Alan had stood, his feet sweltering in his thick shoes and socks, watching the shadows grow longer and longer as the day passed. He had watched the car whisk Ellie away from him, for what he was beginning to think would be a longer time than they had discussed. He stood until the world was completely dark and still. He liked how the desert turned black, with nothing but the stars and the moon to look at. No clouds in the sky made for marvelous celestial viewings. Alan had often thought, had he not become a paleontologist, he would have become an astronomer.

The trailer seemed so empty without Ellie. In a way, she was what made it home for him. It was when they had sat together so many nights ago fawning over the vertebrae on the table that he felt things were on the mend – life was regaining its normalcy. Slowly. The specimen was reconstructed now, but everything else lay in pieces around him.

The raptor skeleton they had been excavating the past few weeks was undoubtedly on a plane to Washington at that moment. Hardly a groundbreaking find, but the museum had snatched it up for a pretty penny absurdly fast. Every skeleton to Alan felt like an overwhelming triumph - they were his real children.

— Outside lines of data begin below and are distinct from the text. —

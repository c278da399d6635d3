//! Prompt implementations.
//!
//! - [`Console`]: line, yes/no and integer prompts over any reader/writer pair
//! - [`TerminalPasswordPrompt`]: secret entry on the controlling terminal (production)
//! - [`MockPasswordPrompt`]: scripted secrets for testing
//!
//! The two secret prompts implement the [`PasswordPrompt`](crate::traits::PasswordPrompt) trait.

mod line;
mod mock;
mod terminal;

pub use line::Console;
pub use mock::MockPasswordPrompt;
pub use terminal::{TerminalPasswordPrompt, TerminalState};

The loneliness he felt without Ellie was, at times, overwhelming. It was akin to having his dominant hand amputated – everything was awkward, clumsy and random. Despite his longing to be with her again, the deeply rooted sense of right and wrong told him it was for the best – although it certainly didn't seem like it. She wanted something he wasn't ready to give up just yet.

And she had told him about her dreams as well – the raptors. About him and how when she looked at him, things got worse. It was difficult to comprehend; when he looked at her, he felt things getting better.

To top off the list of unexpected things that had happened to him since leaving Costa Rica, a newfound interest in the behavior of Velociraptor mongoliensis was certainly the most startling. He had poured over the sounds they had made, the movements they had exhibited over and over again. As nauseating as it was to recall the sounds they made, he simply had to record them while the memories were fresh. He had written them down on just about whatever legible writing surface there was to be had, and at times had found himself replicating them in the semi-privacy of the bathroom. He knew this would have been unbearable for Ellie, yet unbearable to him as well if he could not pursue it. There was something to be said about the curiosity of Alan Grant – insatiable unless whetted.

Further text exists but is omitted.